- _What you will do_
Filter the entries for the word "RegexBuilder". Copy each line in which it occurs.

- _Available records_
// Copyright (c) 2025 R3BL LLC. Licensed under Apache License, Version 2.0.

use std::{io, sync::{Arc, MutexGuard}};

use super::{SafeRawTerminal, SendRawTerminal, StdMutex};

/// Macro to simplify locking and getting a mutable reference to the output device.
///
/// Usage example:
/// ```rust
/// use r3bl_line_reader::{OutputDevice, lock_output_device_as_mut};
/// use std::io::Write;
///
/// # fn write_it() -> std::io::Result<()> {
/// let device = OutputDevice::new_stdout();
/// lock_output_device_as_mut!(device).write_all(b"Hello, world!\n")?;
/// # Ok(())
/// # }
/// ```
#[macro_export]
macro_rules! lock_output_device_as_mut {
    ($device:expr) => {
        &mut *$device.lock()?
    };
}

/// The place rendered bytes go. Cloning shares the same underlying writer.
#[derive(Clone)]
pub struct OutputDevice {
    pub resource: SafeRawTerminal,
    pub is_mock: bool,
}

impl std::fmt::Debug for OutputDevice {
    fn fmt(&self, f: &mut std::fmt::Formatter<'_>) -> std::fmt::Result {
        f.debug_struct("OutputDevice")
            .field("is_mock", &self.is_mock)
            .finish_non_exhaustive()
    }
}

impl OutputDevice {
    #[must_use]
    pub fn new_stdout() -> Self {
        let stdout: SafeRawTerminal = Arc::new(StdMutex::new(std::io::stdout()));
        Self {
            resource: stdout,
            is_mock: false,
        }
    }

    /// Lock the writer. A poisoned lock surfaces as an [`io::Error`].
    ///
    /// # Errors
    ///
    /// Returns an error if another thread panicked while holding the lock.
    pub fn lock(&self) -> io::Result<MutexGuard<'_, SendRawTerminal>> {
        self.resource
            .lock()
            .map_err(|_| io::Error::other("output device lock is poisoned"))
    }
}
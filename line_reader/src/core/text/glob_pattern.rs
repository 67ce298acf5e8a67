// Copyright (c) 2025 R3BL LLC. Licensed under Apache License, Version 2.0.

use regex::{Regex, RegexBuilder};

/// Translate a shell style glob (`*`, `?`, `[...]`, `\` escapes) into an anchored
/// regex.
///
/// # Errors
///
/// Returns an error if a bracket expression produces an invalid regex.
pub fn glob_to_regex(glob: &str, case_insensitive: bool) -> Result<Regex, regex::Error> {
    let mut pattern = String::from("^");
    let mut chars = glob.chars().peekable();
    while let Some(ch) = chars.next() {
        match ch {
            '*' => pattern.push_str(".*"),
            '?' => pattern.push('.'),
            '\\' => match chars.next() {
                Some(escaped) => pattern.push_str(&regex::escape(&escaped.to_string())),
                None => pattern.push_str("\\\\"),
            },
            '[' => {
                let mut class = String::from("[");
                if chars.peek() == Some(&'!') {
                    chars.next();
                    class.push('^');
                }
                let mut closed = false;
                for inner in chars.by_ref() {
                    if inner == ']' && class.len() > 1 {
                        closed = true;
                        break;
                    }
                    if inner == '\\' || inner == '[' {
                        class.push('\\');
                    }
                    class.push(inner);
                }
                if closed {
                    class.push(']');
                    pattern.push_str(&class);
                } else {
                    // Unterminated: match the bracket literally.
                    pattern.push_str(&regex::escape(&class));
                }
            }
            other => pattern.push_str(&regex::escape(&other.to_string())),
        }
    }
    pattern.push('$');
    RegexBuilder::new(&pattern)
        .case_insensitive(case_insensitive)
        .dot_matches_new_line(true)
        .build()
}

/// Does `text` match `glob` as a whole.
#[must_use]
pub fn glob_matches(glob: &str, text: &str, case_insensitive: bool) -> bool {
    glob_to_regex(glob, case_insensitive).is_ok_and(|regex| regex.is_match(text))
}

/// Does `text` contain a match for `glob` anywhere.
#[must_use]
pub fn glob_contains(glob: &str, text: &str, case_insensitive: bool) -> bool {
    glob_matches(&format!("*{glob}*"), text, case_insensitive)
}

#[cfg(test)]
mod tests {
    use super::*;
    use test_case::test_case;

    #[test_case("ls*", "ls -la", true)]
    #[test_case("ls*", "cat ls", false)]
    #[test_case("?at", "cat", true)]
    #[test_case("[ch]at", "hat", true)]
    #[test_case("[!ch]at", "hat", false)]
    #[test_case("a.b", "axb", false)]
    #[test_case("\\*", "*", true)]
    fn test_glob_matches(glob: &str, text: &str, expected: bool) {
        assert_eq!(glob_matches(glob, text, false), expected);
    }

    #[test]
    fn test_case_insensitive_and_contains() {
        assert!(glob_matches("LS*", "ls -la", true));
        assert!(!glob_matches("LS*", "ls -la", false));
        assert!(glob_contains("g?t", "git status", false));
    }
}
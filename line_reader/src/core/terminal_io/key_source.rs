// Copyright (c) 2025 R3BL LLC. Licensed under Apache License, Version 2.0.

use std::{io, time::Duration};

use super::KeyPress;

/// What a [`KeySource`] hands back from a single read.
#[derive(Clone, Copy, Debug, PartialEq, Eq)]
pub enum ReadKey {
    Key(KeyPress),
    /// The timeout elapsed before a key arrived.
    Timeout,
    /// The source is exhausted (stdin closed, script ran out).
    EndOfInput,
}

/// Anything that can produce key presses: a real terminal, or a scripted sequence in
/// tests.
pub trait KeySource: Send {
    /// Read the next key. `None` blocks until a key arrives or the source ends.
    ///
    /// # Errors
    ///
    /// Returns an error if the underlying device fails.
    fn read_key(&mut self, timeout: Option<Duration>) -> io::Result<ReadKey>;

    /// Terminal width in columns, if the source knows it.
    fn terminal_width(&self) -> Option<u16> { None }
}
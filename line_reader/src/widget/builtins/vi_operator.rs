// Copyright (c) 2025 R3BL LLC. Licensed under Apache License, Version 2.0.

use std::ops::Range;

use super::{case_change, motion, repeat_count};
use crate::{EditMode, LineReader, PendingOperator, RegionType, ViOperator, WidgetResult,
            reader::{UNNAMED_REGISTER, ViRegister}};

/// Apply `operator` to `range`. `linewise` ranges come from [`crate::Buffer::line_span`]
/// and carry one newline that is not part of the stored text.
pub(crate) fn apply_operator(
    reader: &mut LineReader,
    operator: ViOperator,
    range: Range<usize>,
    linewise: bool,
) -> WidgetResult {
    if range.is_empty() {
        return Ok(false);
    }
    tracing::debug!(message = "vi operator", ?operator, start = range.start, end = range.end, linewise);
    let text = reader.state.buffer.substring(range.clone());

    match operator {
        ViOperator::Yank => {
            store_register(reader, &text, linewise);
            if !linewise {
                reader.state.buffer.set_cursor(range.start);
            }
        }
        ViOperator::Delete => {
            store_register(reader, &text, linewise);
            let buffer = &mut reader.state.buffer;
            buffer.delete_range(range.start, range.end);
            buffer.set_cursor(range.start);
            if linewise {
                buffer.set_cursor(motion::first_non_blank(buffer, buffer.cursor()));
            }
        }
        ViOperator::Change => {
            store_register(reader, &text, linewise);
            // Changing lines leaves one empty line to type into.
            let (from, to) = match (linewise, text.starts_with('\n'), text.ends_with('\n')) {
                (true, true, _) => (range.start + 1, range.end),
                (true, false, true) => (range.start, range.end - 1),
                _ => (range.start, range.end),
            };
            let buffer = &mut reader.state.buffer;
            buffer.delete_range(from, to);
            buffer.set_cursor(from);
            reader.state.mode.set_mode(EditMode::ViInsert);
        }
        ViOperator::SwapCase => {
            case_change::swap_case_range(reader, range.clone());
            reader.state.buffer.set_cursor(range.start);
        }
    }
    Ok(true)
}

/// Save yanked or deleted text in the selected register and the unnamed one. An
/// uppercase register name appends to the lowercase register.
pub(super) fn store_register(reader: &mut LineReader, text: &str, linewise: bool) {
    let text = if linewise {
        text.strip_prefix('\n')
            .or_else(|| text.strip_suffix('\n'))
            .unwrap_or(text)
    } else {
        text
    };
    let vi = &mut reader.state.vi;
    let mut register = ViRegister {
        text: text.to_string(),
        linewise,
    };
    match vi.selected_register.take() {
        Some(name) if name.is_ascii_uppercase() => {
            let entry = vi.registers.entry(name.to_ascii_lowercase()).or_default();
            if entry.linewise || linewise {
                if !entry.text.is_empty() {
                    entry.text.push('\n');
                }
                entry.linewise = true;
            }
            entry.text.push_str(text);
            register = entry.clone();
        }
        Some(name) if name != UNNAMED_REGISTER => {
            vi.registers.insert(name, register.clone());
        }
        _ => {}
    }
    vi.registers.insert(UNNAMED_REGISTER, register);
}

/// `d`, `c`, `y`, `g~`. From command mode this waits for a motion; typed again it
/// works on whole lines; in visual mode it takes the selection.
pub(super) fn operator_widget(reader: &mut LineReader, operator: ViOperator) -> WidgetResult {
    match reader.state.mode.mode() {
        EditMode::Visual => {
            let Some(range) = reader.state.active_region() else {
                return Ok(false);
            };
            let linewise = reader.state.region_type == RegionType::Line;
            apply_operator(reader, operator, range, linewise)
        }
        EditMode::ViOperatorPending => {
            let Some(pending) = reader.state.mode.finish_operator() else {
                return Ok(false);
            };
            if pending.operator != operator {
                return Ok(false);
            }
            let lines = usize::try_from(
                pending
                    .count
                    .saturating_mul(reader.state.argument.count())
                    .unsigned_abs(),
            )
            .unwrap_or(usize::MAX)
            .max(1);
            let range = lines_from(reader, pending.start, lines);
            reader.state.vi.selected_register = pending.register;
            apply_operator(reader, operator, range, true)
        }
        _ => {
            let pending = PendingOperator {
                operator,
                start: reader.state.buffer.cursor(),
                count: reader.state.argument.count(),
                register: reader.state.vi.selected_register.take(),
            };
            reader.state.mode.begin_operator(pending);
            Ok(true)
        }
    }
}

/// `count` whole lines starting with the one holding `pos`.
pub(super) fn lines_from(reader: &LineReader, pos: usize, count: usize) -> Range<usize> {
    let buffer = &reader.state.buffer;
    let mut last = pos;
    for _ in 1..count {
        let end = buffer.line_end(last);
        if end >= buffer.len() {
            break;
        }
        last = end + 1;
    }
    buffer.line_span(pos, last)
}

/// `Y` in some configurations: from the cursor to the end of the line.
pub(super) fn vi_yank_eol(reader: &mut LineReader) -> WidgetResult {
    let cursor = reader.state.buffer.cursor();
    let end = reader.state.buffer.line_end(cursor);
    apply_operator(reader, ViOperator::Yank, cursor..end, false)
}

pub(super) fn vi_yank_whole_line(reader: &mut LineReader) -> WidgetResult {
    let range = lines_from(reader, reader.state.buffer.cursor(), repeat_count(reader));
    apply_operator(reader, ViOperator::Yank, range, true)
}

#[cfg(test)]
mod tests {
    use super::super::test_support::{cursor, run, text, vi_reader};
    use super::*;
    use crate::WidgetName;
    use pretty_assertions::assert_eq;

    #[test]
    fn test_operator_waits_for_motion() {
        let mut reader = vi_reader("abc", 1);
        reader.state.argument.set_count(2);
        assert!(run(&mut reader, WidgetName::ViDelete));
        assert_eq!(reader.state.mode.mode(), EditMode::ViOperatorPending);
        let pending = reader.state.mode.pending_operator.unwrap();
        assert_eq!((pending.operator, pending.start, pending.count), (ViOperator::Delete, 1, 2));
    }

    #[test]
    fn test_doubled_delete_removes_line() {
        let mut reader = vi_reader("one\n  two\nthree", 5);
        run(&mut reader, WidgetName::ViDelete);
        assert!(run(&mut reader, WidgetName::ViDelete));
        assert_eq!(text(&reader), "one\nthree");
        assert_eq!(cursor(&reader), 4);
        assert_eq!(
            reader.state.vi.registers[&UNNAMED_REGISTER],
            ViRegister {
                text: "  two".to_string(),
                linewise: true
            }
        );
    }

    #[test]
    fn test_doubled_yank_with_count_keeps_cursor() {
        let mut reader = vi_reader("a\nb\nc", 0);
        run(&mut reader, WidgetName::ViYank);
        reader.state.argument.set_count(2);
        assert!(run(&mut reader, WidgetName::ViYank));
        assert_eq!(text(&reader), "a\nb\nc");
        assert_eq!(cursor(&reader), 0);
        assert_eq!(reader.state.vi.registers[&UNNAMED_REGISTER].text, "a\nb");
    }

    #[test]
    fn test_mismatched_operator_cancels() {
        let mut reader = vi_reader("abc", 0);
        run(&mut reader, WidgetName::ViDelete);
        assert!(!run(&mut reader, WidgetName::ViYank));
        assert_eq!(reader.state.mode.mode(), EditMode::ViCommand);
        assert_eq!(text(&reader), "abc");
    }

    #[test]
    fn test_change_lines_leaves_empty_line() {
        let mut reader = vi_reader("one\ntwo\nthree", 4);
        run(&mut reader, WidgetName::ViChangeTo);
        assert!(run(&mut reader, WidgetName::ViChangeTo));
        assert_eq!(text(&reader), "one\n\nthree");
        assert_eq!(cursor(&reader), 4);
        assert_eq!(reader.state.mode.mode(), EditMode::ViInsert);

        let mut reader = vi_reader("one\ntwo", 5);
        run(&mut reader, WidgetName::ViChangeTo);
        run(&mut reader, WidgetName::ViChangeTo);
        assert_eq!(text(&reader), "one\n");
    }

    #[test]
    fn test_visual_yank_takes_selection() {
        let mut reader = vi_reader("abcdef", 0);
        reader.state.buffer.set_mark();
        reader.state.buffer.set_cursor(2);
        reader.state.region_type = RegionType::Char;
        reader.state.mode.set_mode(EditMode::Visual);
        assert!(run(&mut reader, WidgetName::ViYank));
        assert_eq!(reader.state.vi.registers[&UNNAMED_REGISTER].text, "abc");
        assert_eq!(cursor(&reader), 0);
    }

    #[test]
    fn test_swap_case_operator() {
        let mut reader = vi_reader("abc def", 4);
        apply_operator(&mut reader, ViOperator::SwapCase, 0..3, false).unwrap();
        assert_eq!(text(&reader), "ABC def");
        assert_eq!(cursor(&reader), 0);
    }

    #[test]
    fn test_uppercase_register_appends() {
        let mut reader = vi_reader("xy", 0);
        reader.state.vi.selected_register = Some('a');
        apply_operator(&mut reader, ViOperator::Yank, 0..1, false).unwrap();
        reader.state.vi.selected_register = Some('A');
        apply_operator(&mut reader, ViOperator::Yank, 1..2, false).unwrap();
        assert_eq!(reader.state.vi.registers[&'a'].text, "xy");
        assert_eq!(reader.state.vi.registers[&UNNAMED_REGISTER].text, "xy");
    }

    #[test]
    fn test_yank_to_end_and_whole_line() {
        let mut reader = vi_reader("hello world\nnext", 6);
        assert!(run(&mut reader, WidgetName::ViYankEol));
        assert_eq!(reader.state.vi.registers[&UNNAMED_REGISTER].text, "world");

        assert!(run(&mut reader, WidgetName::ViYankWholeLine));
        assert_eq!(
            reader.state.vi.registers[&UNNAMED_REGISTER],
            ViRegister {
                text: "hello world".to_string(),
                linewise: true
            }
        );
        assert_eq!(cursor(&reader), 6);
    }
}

- _Answer to this exercise_
use regex::{Regex, RegexBuilder};
    RegexBuilder::new(&pattern)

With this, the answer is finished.